Payments on account

mastrypuncher
mastrypuncher Registered Posts: 19 Dedicated contributor 🌟 🐵 🌟
A friend of mine whose accounts I do is going to struggle to pay his income tax bill come end of January. He is a sole trader at the moment & I have calculated he will be a around £500 better off a year if he went LTD. Also he is a builder so LTD status may offer him more protection from a liablity point of view if something went wrong on a job.

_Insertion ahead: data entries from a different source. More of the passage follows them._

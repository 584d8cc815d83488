//! Filesystem operations module.
//!
//! This module provides low-level operations for:
//! - Streaming file copies with shared-read sources and modification time preservation
//! - Mirror deletion with empty-directory pruning
//! - The dated recycle bin (`.winback_recycle/<yyyy-MM-dd>/...`) and its retention purge
//! - Volume root resolution for snapshot translation

use crate::error::{EngineError, Result};
use chrono::{NaiveDate, NaiveDateTime, NaiveTime};
use std::fs::{self, File, OpenOptions};
use std::io::{self, BufReader, BufWriter, Write};
use std::path::{Component, Path, PathBuf};
use tracing::debug;

/// Name of the recycle folder inside a pair's destination directory.
pub const RECYCLE_DIR_NAME: &str = ".winback_recycle";

/// Date format of the per-day recycle folders.
pub const RECYCLE_DATE_FORMAT: &str = "%Y-%m-%d";

const COPY_BUFFER: usize = 1024 * 1024;

#[cfg(windows)]
const FILE_SHARE_READ: u32 = 0x0000_0001;
#[cfg(windows)]
const FILE_SHARE_WRITE: u32 = 0x0000_0002;

/// Open a file for reading while letting other processes keep reading and writing it.
pub fn open_shared_read(path: &Path) -> io::Result<File> {
    let mut options = OpenOptions::new();
    options.read(true);
    #[cfg(windows)]
    {
        use std::os::windows::fs::OpenOptionsExt;
        options.share_mode(FILE_SHARE_READ | FILE_SHARE_WRITE);
    }
    options.open(path)
}

/// Create (or truncate) a file with exclusive access for the duration of the write.
pub fn create_exclusive_write(path: &Path) -> io::Result<File> {
    let mut options = OpenOptions::new();
    options.write(true).create(true).truncate(true);
    #[cfg(windows)]
    {
        use std::os::windows::fs::OpenOptionsExt;
        options.share_mode(0);
    }
    options.open(path)
}

/// Copy a file from source to destination, preserving its modification time.
///
/// The copy is streamed through a 1 MB buffer. The parent directory of `dst`
/// is created if needed.
///
/// # Returns
/// Number of bytes copied
pub fn copy_file_with_metadata(src: &Path, dst: &Path) -> Result<u64> {
    ensure_parent_dir_exists(dst)?;

    let src_file = open_shared_read(src).map_err(|e| EngineError::ReadError {
        path: src.to_path_buf(),
        source: e,
    })?;
    let src_mtime = src_file.metadata().and_then(|m| m.modified()).ok();

    let dst_file = create_exclusive_write(dst).map_err(|e| EngineError::WriteError {
        path: dst.to_path_buf(),
        source: e,
    })?;

    let mut reader = BufReader::with_capacity(COPY_BUFFER, src_file);
    let mut writer = BufWriter::with_capacity(COPY_BUFFER, dst_file);

    let bytes_copied = io::copy(&mut reader, &mut writer).map_err(|e| {
        if e.kind() == io::ErrorKind::PermissionDenied {
            EngineError::WriteError {
                path: dst.to_path_buf(),
                source: e,
            }
        } else {
            EngineError::ReadError {
                path: src.to_path_buf(),
                source: e,
            }
        }
    })?;

    writer.flush().map_err(|e| EngineError::WriteError {
        path: dst.to_path_buf(),
        source: e,
    })?;
    drop(writer);

    if let Some(mtime) = src_mtime {
        if let Err(e) = filetime::set_file_mtime(dst, filetime::FileTime::from_system_time(mtime)) {
            debug!(path = %dst.display(), error = %e, "could not preserve modification time");
        }
    }

    Ok(bytes_copied)
}

/// Ensure the parent directory of a path exists, creating it if necessary.
pub fn ensure_parent_dir_exists(path: &Path) -> Result<()> {
    match path.parent() {
        Some(parent) if !parent.as_os_str().is_empty() => ensure_dir_exists(parent),
        _ => Ok(()),
    }
}

/// Ensure a directory exists, creating it and all of its ancestors if necessary.
pub fn ensure_dir_exists(dir: &Path) -> Result<()> {
    match fs::metadata(dir) {
        Ok(metadata) if metadata.is_dir() => Ok(()),
        Ok(_) => Err(EngineError::DirectoryCreationFailed {
            path: dir.to_path_buf(),
            source: io::Error::new(
                io::ErrorKind::InvalidInput,
                "Path exists but is not a directory",
            ),
        }),
        Err(e) if e.kind() == io::ErrorKind::NotFound => {
            fs::create_dir_all(dir).map_err(|e| EngineError::DirectoryCreationFailed {
                path: dir.to_path_buf(),
                source: e,
            })
        }
        Err(e) => Err(EngineError::DirectoryCreationFailed {
            path: dir.to_path_buf(),
            source: e,
        }),
    }
}

/// Delete `file` if present, then remove empty ancestors up to (excluding) `root`.
pub fn remove_and_prune(root: &Path, file: &Path) -> Result<()> {
    if !file.exists() {
        return Ok(());
    }

    fs::remove_file(file).map_err(|e| EngineError::DeleteFailed {
        path: file.to_path_buf(),
        source: e,
    })?;

    if let Some(parent) = file.parent() {
        prune_empty_dirs(root, parent);
    }
    Ok(())
}

/// Remove `dir` and its ancestors while they are empty, stopping at `root`.
///
/// Best effort: stops at the first directory that is non-empty or cannot be removed.
pub fn prune_empty_dirs(root: &Path, dir: &Path) {
    let mut current = dir.to_path_buf();

    while current != root && current.starts_with(root) {
        let is_empty = match fs::read_dir(&current) {
            Ok(mut entries) => entries.next().is_none(),
            Err(_) => false,
        };
        if !is_empty || fs::remove_dir(&current).is_err() {
            break;
        }
        match current.parent() {
            Some(parent) => current = parent.to_path_buf(),
            None => break,
        }
    }
}

/// Location a deleted file is moved to under the recycle bin.
pub fn recycle_path(pair_root: &Path, relative_path: &str, date: NaiveDate) -> PathBuf {
    pair_root
        .join(RECYCLE_DIR_NAME)
        .join(date.format(RECYCLE_DATE_FORMAT).to_string())
        .join(relative_path)
}

/// Move a destination file into the dated recycle folder, replacing any same-named entry.
///
/// Does nothing if `file` does not exist. Returns the recycle path when a move happened.
pub fn move_to_recycle_bin(
    pair_root: &Path,
    file: &Path,
    relative_path: &str,
    date: NaiveDate,
) -> Result<Option<PathBuf>> {
    if !file.exists() {
        return Ok(None);
    }

    let target = recycle_path(pair_root, relative_path, date);
    ensure_parent_dir_exists(&target)?;

    if target.is_file() {
        fs::remove_file(&target).map_err(|e| EngineError::DeleteFailed {
            path: target.clone(),
            source: e,
        })?;
    }

    fs::rename(file, &target).map_err(|e| EngineError::DeleteFailed {
        path: file.to_path_buf(),
        source: e,
    })?;

    Ok(Some(target))
}

/// Delete dated recycle folders older than `retention_days` before `now`.
///
/// Folders whose name does not parse as a date are left alone, as are folders
/// that fail to delete. Returns the number of folders removed.
pub fn purge_recycle_bin(pair_root: &Path, retention_days: u32, now: NaiveDateTime) -> usize {
    let recycle_root = pair_root.join(RECYCLE_DIR_NAME);
    let entries = match fs::read_dir(&recycle_root) {
        Ok(entries) => entries,
        Err(_) => return 0,
    };

    // A retention reaching past the earliest representable date keeps everything.
    let Some(cutoff) = chrono::Duration::try_days(i64::from(retention_days))
        .and_then(|retention| now.checked_sub_signed(retention))
    else {
        return 0;
    };
    let mut purged = 0;

    for entry in entries.flatten() {
        let path = entry.path();
        if !path.is_dir() {
            continue;
        }
        let name = entry.file_name();
        let Ok(date) = NaiveDate::parse_from_str(&name.to_string_lossy(), RECYCLE_DATE_FORMAT) else {
            continue;
        };

        if date.and_time(NaiveTime::MIN) < cutoff {
            match fs::remove_dir_all(&path) {
                Ok(()) => purged += 1,
                Err(e) => debug!(path = %path.display(), error = %e, "recycle purge skipped folder"),
            }
        }
    }

    purged
}

/// Root of the volume holding `path`: `C:\` on Windows, `/` on Unix.
///
/// Falls back to `path` itself when it has no prefix or root.
pub fn volume_root(path: &Path) -> PathBuf {
    let mut root = PathBuf::new();
    for component in path.components() {
        match component {
            Component::Prefix(prefix) => root.push(prefix.as_os_str()),
            Component::RootDir => {
                root.push(component.as_os_str());
                return root;
            }
            _ => break,
        }
    }

    if root.as_os_str().is_empty() {
        path.to_path_buf()
    } else {
        root
    }
}
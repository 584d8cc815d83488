//! Content digests for post-copy integrity verification.
//!
//! Files are hashed in streaming fashion (64 KB reads), so file size is not
//! bounded by memory. MD5 is the default because it is what existing snapshot
//! stores hold; SHA-256 and BLAKE3 are available per profile.

use crate::error::{EngineError, Result};
use crate::fs_ops;
use serde::{Deserialize, Serialize};
use std::fmt;
use std::io::Read;
use std::path::Path;
use std::str::FromStr;

const READ_BUFFER: usize = 64 * 1024;

/// Supported checksum algorithms
#[derive(Debug, Clone, Copy, PartialEq, Eq, Default, Serialize, Deserialize)]
#[serde(rename_all = "lowercase")]
pub enum ChecksumAlgorithm {
    #[default]
    Md5,
    Sha256,
    Blake3,
}

impl fmt::Display for ChecksumAlgorithm {
    fn fmt(&self, f: &mut fmt::Formatter<'_>) -> fmt::Result {
        match self {
            Self::Md5 => write!(f, "md5"),
            Self::Sha256 => write!(f, "sha256"),
            Self::Blake3 => write!(f, "blake3"),
        }
    }
}

impl FromStr for ChecksumAlgorithm {
    type Err = EngineError;

    fn from_str(s: &str) -> std::result::Result<Self, Self::Err> {
        match s.to_lowercase().as_str() {
            "md5" => Ok(Self::Md5),
            "sha256" => Ok(Self::Sha256),
            "blake3" => Ok(Self::Blake3),
            other => Err(EngineError::Config(format!(
                "unknown hash algorithm '{}' (expected md5, sha256 or blake3)",
                other
            ))),
        }
    }
}

/// A computed checksum value
#[derive(Debug, Clone, PartialEq, Eq)]
pub struct ChecksumValue {
    algorithm: ChecksumAlgorithm,
    hex: String,
}

impl ChecksumValue {
    pub fn new(algorithm: ChecksumAlgorithm, hex: String) -> Self {
        ChecksumValue { algorithm, hex }
    }

    pub fn algorithm(&self) -> ChecksumAlgorithm {
        self.algorithm
    }

    pub fn hex(&self) -> &str {
        &self.hex
    }

    /// Digest equality, ignoring hex case.
    pub fn matches(&self, other: &ChecksumValue) -> bool {
        self.algorithm == other.algorithm && self.hex.eq_ignore_ascii_case(&other.hex)
    }
}

impl fmt::Display for ChecksumValue {
    fn fmt(&self, f: &mut fmt::Formatter<'_>) -> fmt::Result {
        write!(f, "{}", self.hex)
    }
}

/// Trait for incremental digest computation
pub trait ChecksumHasher {
    fn update(&mut self, data: &[u8]);

    fn finalize(self: Box<Self>) -> ChecksumValue;
}

struct Md5Hasher {
    context: md5::Context,
}

impl ChecksumHasher for Md5Hasher {
    fn update(&mut self, data: &[u8]) {
        self.context.consume(data);
    }

    fn finalize(self: Box<Self>) -> ChecksumValue {
        let digest = self.context.compute();
        ChecksumValue::new(ChecksumAlgorithm::Md5, format!("{:x}", digest))
    }
}

struct Sha256Hasher {
    hasher: sha2::Sha256,
}

impl ChecksumHasher for Sha256Hasher {
    fn update(&mut self, data: &[u8]) {
        use sha2::Digest;
        self.hasher.update(data);
    }

    fn finalize(self: Box<Self>) -> ChecksumValue {
        use sha2::Digest;
        let digest = self.hasher.finalize();
        ChecksumValue::new(ChecksumAlgorithm::Sha256, format!("{:x}", digest))
    }
}

struct Blake3Hasher {
    hasher: blake3::Hasher,
}

impl ChecksumHasher for Blake3Hasher {
    fn update(&mut self, data: &[u8]) {
        self.hasher.update(data);
    }

    fn finalize(self: Box<Self>) -> ChecksumValue {
        let digest = self.hasher.finalize();
        ChecksumValue::new(ChecksumAlgorithm::Blake3, digest.to_hex().to_string())
    }
}

/// Create a new hasher for the given algorithm
pub fn create_hasher(algorithm: ChecksumAlgorithm) -> Box<dyn ChecksumHasher> {
    match algorithm {
        ChecksumAlgorithm::Md5 => Box::new(Md5Hasher {
            context: md5::Context::new(),
        }),
        ChecksumAlgorithm::Sha256 => Box::new(Sha256Hasher {
            hasher: sha2::Sha256::default(),
        }),
        ChecksumAlgorithm::Blake3 => Box::new(Blake3Hasher {
            hasher: blake3::Hasher::new(),
        }),
    }
}

/// Compute the digest of a whole file.
///
/// The file is opened with shared read access so a file held open by another
/// process can still be hashed.
pub fn compute_file_checksum(path: &Path, algorithm: ChecksumAlgorithm) -> Result<ChecksumValue> {
    let mut file = fs_ops::open_shared_read(path).map_err(|e| EngineError::ReadError {
        path: path.to_path_buf(),
        source: e,
    })?;

    let mut hasher = create_hasher(algorithm);
    let mut buffer = vec![0u8; READ_BUFFER];
    loop {
        match file.read(&mut buffer) {
            Ok(0) => break,
            Ok(n) => hasher.update(&buffer[..n]),
            Err(e) if e.kind() == std::io::ErrorKind::Interrupted => continue,
            Err(e) => {
                return Err(EngineError::ReadError {
                    path: path.to_path_buf(),
                    source: e,
                })
            }
        }
    }

    Ok(hasher.finalize())
}

/// Hash `source` and `destination` and fail if they differ.
///
/// Returns the source digest on success.
pub fn verify_copy(
    source: &Path,
    destination: &Path,
    algorithm: ChecksumAlgorithm,
) -> Result<ChecksumValue> {
    let source_checksum = compute_file_checksum(source, algorithm)?;
    let dest_checksum = compute_file_checksum(destination, algorithm)?;

    if source_checksum.matches(&dest_checksum) {
        Ok(source_checksum)
    } else {
        Err(EngineError::VerificationFailed {
            path: destination.to_path_buf(),
        })
    }
}

#[cfg(test)]
mod tests {
    use super::*;
    use std::fs;

    #[test]
    fn test_algorithm_display_and_parse() {
        for algo in [ChecksumAlgorithm::Md5, ChecksumAlgorithm::Sha256, ChecksumAlgorithm::Blake3] {
            assert_eq!(algo.to_string().parse::<ChecksumAlgorithm>().unwrap(), algo);
        }
        assert_eq!("SHA256".parse::<ChecksumAlgorithm>().unwrap(), ChecksumAlgorithm::Sha256);
        assert!("crc32".parse::<ChecksumAlgorithm>().is_err());
    }

    #[test]
    fn test_md5_known_value() {
        let mut hasher = create_hasher(ChecksumAlgorithm::Md5);
        hasher.update(b"hello");
        assert_eq!(hasher.finalize().hex(), "5d41402abc4b2a76b9719d911017c592");
    }

    #[test]
    fn test_sha256_known_value() {
        let mut hasher = create_hasher(ChecksumAlgorithm::Sha256);
        hasher.update(b"hel");
        hasher.update(b"lo");
        assert_eq!(
            hasher.finalize().hex(),
            "2cf24dba5fb0a30e26e83b2ac5b9e29e1b161e5c1fa7425e73043362938b9824"
        );
    }

    #[test]
    fn test_blake3_incremental_equals_oneshot() {
        let mut split = create_hasher(ChecksumAlgorithm::Blake3);
        split.update(b"hel");
        split.update(b"lo");
        assert_eq!(split.finalize().hex(), blake3::hash(b"hello").to_hex().as_str());
    }

    #[test]
    fn test_matches_ignores_hex_case() {
        let lower = ChecksumValue::new(ChecksumAlgorithm::Md5, "abcdef".into());
        let upper = ChecksumValue::new(ChecksumAlgorithm::Md5, "ABCDEF".into());
        assert!(lower.matches(&upper));
        let other_algo = ChecksumValue::new(ChecksumAlgorithm::Sha256, "abcdef".into());
        assert!(!lower.matches(&other_algo));
    }

    #[test]
    fn test_file_checksum_spans_multiple_buffers() {
        let temp_dir = tempfile::tempdir().expect("Failed to create temp dir");
        let path = temp_dir.path().join("big.bin");
        let data: Vec<u8> = (0..(READ_BUFFER * 3 + 17)).map(|i| (i % 251) as u8).collect();
        fs::write(&path, &data).expect("Failed to write file");

        let from_file = compute_file_checksum(&path, ChecksumAlgorithm::Md5).expect("hash");
        assert_eq!(from_file.hex(), format!("{:x}", md5::compute(&data)));
    }

    #[test]
    fn test_verify_copy_match_and_mismatch() {
        let temp_dir = tempfile::tempdir().expect("Failed to create temp dir");
        let src = temp_dir.path().join("src.txt");
        let same = temp_dir.path().join("same.txt");
        let different = temp_dir.path().join("different.txt");
        fs::write(&src, b"identical content").unwrap();
        fs::write(&same, b"identical content").unwrap();
        fs::write(&different, b"other content").unwrap();

        let digest = verify_copy(&src, &same, ChecksumAlgorithm::Sha256).expect("should match");
        assert_eq!(digest.algorithm(), ChecksumAlgorithm::Sha256);

        let err = verify_copy(&src, &different, ChecksumAlgorithm::Sha256).unwrap_err();
        assert!(matches!(err, EngineError::VerificationFailed { .. }));
    }

    #[test]
    fn test_missing_file_is_read_error() {
        let temp_dir = tempfile::tempdir().expect("Failed to create temp dir");
        let err = compute_file_checksum(&temp_dir.path().join("nope"), ChecksumAlgorithm::Md5)
            .unwrap_err();
        assert!(matches!(err, EngineError::ReadError { .. }));
    }
}
//! WinBack - Command-line interface for the backup engine.
//!
//! A thin shell over the engine for running profiles from a TOML config file,
//! simulating drive insertions, and inspecting pending changes and run history.

mod config;
mod logger;

use anyhow::{bail, Context};
use clap::{Parser, Subcommand};
use config::Config;
use std::path::{Path, PathBuf};
use std::sync::{Arc, Mutex};
use std::time::{Duration, Instant};
use winback_engine::{
    BackupCoordinator, BackupEngine, BackupPhase, BackupProgress, BackupRepository, BackupRun,
    DriveDescriptor, EntryAction, InsertionOutcome, JsonFileRepository, ProfileId, ProgressSink,
    RunOptions, RunStatus,
};

/// WinBack - incremental backups to removable drives
#[derive(Parser, Debug)]
#[command(name = "winback")]
#[command(version = "0.1.0")]
#[command(about = "Incremental backups to removable drives")]
struct Args {
    /// Configuration file
    #[arg(long, value_name = "FILE", default_value = "winback.toml")]
    config: PathBuf,

    #[command(subcommand)]
    command: Command,
}

#[derive(Subcommand, Debug)]
enum Command {
    /// Run one profile against a destination directory
    Run {
        #[arg(long, value_name = "ID")]
        profile: ProfileId,

        /// Destination root, usually the drive's mount point
        #[arg(long, value_name = "DIR")]
        dest: PathBuf,

        /// Compute and report changes without writing anything
        #[arg(long)]
        dry_run: bool,

        /// Print every processed file
        #[arg(long)]
        verbose: bool,
    },

    /// Handle a drive insertion as the tray shell would
    Insert {
        /// Stable volume identifier of the drive
        #[arg(long, value_name = "ID")]
        volume: String,

        /// Where the drive is mounted
        #[arg(long, value_name = "DIR")]
        mount: PathBuf,

        #[arg(long)]
        label: Option<String>,

        /// Start even if the profile does not auto-start
        #[arg(long)]
        yes: bool,
    },

    /// Show pending changes of a profile without running it
    Diff {
        #[arg(long, value_name = "ID")]
        profile: ProfileId,
    },

    /// List recorded runs, newest first
    History {
        #[arg(long, value_name = "ID")]
        profile: Option<ProfileId>,

        #[arg(long, default_value_t = 10)]
        limit: usize,
    },

    /// Report whether volume snapshots are available
    Probe,
}

/// CLI implementation of ProgressSink for displaying backup progress
struct CliProgress {
    verbose: bool,
    start_time: Instant,
    last_progress_update: Mutex<Instant>,
}

impl CliProgress {
    fn new(verbose: bool) -> Self {
        let now = Instant::now();
        CliProgress {
            verbose,
            start_time: now,
            last_progress_update: Mutex::new(now),
        }
    }

    fn format_bytes(bytes: u64) -> String {
        const UNITS: &[&str] = &["B", "KB", "MB", "GB", "TB"];
        let mut size = bytes as f64;
        let mut unit_idx = 0;

        while size >= 1024.0 && unit_idx < UNITS.len() - 1 {
            size /= 1024.0;
            unit_idx += 1;
        }

        format!("{:.2} {}", size, UNITS[unit_idx])
    }

    fn format_duration(elapsed: Duration) -> String {
        let secs = elapsed.as_secs();
        let hours = secs / 3600;
        let mins = (secs % 3600) / 60;
        let secs = secs % 60;

        if hours > 0 {
            format!("{}h {}m {}s", hours, mins, secs)
        } else if mins > 0 {
            format!("{}m {}s", mins, secs)
        } else {
            format!("{}s", secs)
        }
    }

    fn print_progress_bar(percent: u32) -> String {
        let filled = (percent.min(100) / 5) as usize;
        let empty = 20 - filled;
        format!("[{}{}] {}%", "=".repeat(filled), " ".repeat(empty), percent)
    }

    /// True at most once per 200ms.
    fn should_redraw(&self) -> bool {
        let Ok(mut last) = self.last_progress_update.lock() else {
            return false;
        };
        if last.elapsed().as_millis() < 200 {
            return false;
        }
        *last = Instant::now();
        true
    }
}

impl ProgressSink for CliProgress {
    fn report(&self, progress: &BackupProgress) {
        match progress.phase {
            BackupPhase::Scanning => eprintln!("{}", progress.current_item),
            BackupPhase::Copying | BackupPhase::Deleting if self.verbose => {
                let verb = if progress.phase == BackupPhase::Copying { "Copy" } else { "Delete" };
                eprintln!(
                    "[{:>4}/{}] {}: {}",
                    progress.files_processed, progress.total_files, verb, progress.current_item
                );
            }
            BackupPhase::Copying | BackupPhase::Deleting => {
                if !self.should_redraw() {
                    return;
                }
                let total = progress.total_files.max(1);
                let percent = (progress.files_processed as f64 / total as f64 * 100.0) as u32;
                eprint!(
                    "\rProgress: {} | {}/{} files | {}",
                    Self::print_progress_bar(percent),
                    progress.files_processed,
                    progress.total_files,
                    Self::format_bytes(progress.bytes_transferred)
                );
                let _ = std::io::Write::flush(&mut std::io::stderr());
            }
            BackupPhase::Verifying => {
                if self.verbose {
                    eprintln!("           Verify: {}", progress.current_item);
                }
            }
            BackupPhase::Done => eprintln!(),
        }
    }
}

/// Parse arguments, load the config, then run the command
fn main() {
    let args = Args::parse();

    let exit_code = match Config::from_file(&args.config) {
        Ok(config) => {
            if let Err(e) = logger::init(&config.log.level) {
                eprintln!("Warning: logging not initialized: {}", e);
            }
            match run_cli(&args, &config) {
                Ok(code) => code,
                Err(e) => {
                    eprintln!("Error: {:#}", e);
                    2
                }
            }
        }
        Err(e) => {
            eprintln!("Error: {:#}", e);
            2
        }
    };

    std::process::exit(exit_code);
}

/// Main CLI logic - separated for testability. Returns the process exit code.
fn run_cli(args: &Args, config: &Config) -> anyhow::Result<i32> {
    let repository: Arc<dyn BackupRepository> = Arc::new(
        JsonFileRepository::open(&config.state_file)
            .with_context(|| format!("cannot open state file {}", config.state_file.display()))?,
    );
    let engine = Arc::new(BackupEngine::new(repository.clone()));

    match &args.command {
        Command::Run {
            profile,
            dest,
            dry_run,
            verbose,
        } => {
            let profile = config.profile(*profile)?;
            ensure_dir(dest)?;

            let coordinator = BackupCoordinator::new(engine);
            let progress = CliProgress::new(*verbose);
            let options = RunOptions { dry_run: *dry_run };

            let run = coordinator
                .start(profile, dest, options, Some(&progress))
                .with_context(|| format!("profile {} is already running", profile.id))?;
            print_summary(&run, progress.start_time.elapsed());
            Ok(exit_code(run.status))
        }

        Command::Insert {
            volume,
            mount,
            label,
            yes,
        } => {
            ensure_dir(mount)?;
            let drive = DriveDescriptor {
                volume_id: volume.clone(),
                mount_path: mount.clone(),
                label: label.clone(),
                serial_number: None,
            };

            let coordinator = BackupCoordinator::new(engine);
            let progress = CliProgress::new(false);

            match coordinator.on_drive_inserted(&drive, &config.profiles, *yes, Some(&progress)) {
                InsertionOutcome::Completed(run) => {
                    print_summary(&run, progress.start_time.elapsed());
                    Ok(exit_code(run.status))
                }
                InsertionOutcome::UnknownDrive => {
                    println!("No active profile for volume {}", drive.volume_id);
                    Ok(1)
                }
                InsertionOutcome::NeedsConfirmation(id) => {
                    println!("Profile {} does not auto-start; pass --yes to run it", id);
                    Ok(1)
                }
                InsertionOutcome::AlreadyRunning(id) => {
                    println!("Profile {} is already running", id);
                    Ok(1)
                }
                InsertionOutcome::Cancelled(id) => {
                    println!("Profile {} cancelled before start", id);
                    Ok(1)
                }
            }
        }

        Command::Diff { profile } => {
            let profile = config.profile(*profile)?;
            let previews = engine.preview(profile)?;

            for pair in profile.active_pairs() {
                let Some((_, diff)) = previews.iter().find(|(id, _)| *id == pair.id) else {
                    println!("{} -> {}: source not found", pair.source_path.display(), pair.dest_relative_path.display());
                    continue;
                };
                println!(
                    "{} -> {}: {} added, {} modified, {} deleted",
                    pair.source_path.display(),
                    pair.dest_relative_path.display(),
                    diff.added.len(),
                    diff.modified.len(),
                    diff.deleted.len()
                );
                for path in &diff.added {
                    println!("  + {}", path);
                }
                for path in &diff.modified {
                    println!("  ~ {}", path);
                }
                for path in &diff.deleted {
                    println!("  - {}", path);
                }
            }
            Ok(0)
        }

        Command::History { profile, limit } => {
            let runs = repository.recent_runs(*profile, *limit)?;
            if runs.is_empty() {
                println!("No runs recorded");
            }
            for run in &runs {
                println!(
                    "{}  profile {}  {:<14} +{} ~{} -{} !{}  {}{}",
                    run.started_at
                        .with_timezone(&chrono::Local)
                        .format("%Y-%m-%d %H:%M:%S"),
                    run.profile_id,
                    run.status.to_string(),
                    run.files_added,
                    run.files_modified,
                    run.files_deleted,
                    run.files_errored,
                    CliProgress::format_bytes(run.bytes_transferred),
                    if run.is_dry_run { "  (dry run)" } else { "" }
                );
            }
            Ok(0)
        }

        Command::Probe => {
            if engine.snapshots_available() {
                println!("Volume snapshots: available");
            } else {
                println!("Volume snapshots: unavailable (files are read live)");
            }
            Ok(0)
        }
    }
}

fn ensure_dir(path: &Path) -> anyhow::Result<()> {
    if !path.exists() {
        bail!("Directory does not exist: {}", path.display());
    }
    if !path.is_dir() {
        bail!("Not a directory: {}", path.display());
    }
    Ok(())
}

fn exit_code(status: RunStatus) -> i32 {
    match status {
        RunStatus::Success => 0,
        RunStatus::PartialSuccess | RunStatus::Cancelled => 1,
        RunStatus::Error | RunStatus::Running => 2,
    }
}

fn print_summary(run: &BackupRun, elapsed: Duration) {
    eprintln!();
    eprintln!("Backup {}{}", run.status, if run.is_dry_run { " (dry run)" } else { "" });
    eprintln!(
        "Summary: {} added, {} modified, {} deleted, {} failed",
        run.files_added, run.files_modified, run.files_deleted, run.files_errored
    );
    eprintln!("Bytes copied: {}", CliProgress::format_bytes(run.bytes_transferred));
    eprintln!("Elapsed: {}", CliProgress::format_duration(elapsed));

    if let Some(ref msg) = run.error_message {
        eprintln!("Error: {}", msg);
    }

    if run.files_errored > 0 {
        eprintln!();
        eprintln!("Failed files:");
        for entry in run.entries.iter().filter(|e| e.action == EntryAction::Error) {
            eprintln!(
                "  {}: {}",
                entry.relative_path,
                entry.error_detail.as_deref().unwrap_or("(unknown error)")
            );
        }
    }
}
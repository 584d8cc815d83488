//! Logging configuration using tracing.

use tracing_subscriber::{layer::SubscriberExt, util::SubscriberInitExt, EnvFilter};

/// Initialize logging with the specified level. `RUST_LOG` takes precedence.
pub fn init(level: &str) -> anyhow::Result<()> {
    let filter = EnvFilter::try_from_default_env()
        .or_else(|_| EnvFilter::try_new(level))
        .unwrap_or_else(|_| EnvFilter::new("info"));

    // Progress goes to stderr as well, so logs stay off stdout.
    tracing_subscriber::registry()
        .with(filter)
        .with(tracing_subscriber::fmt::layer().with_writer(std::io::stderr))
        .try_init()?;

    Ok(())
}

My question is though, if he went LTD say end of this year/early next, is that a ligitimate reason to have his payments on account reduced?

Comments

  • Monsoon
    Monsoon FMAAT, AAT Licensed Accountant Posts: 4,071 🎆 🐘 🎆
    My question is though, if he went LTD say end of this year/early next, is that a ligitimate reason to have his payments on account reduced?

    Yes. Cessation of trade means no liability in the next year and so claim to reduce PoA.

    If he goes Ltd now though, he will have 6 months of 2011-12 (assuming standard year end) that tax will need paying on, so take that into account.

    HMRC charge interest on amounts paid late if PoAs reduced too much (but he might want to take that on the chin if he needs the cashflow!).

    Defo go Ltd for liability with a builder, I would say.
  • mastrypuncher
    mastrypuncher Registered Posts: 19 Dedicated contributor 🌟 🐵 🌟
    Monsoon wrote: »
    Yes. Cessation of trade means no liability in the next year and so claim to reduce PoA.

    If he goes Ltd now though, he will have 6 months of 2011-12 (assuming standard year end) that tax will need paying on, so take that into account.

    Thanks for the reply. Yes he has a standard tax year so 6 months of trading already this year. Also I heard that profit extraction by way of dividends would effect tax credits. I know he claims tax credits as single parent for his teenage daughter. Could this adversly effect his tax credits?
  • Monsoon
    Monsoon FMAAT, AAT Licensed Accountant Posts: 4,071 🎆 🐘 🎆
    Dividends (gross) and salary from a company are considered as income for tax credits.

    There was a bit of a hoo har about whether directors need to be paid NMW to qualify for TCs but I think the general consensus now is it's fine, and his remuneration is income to be declared, which means employment income and dividends.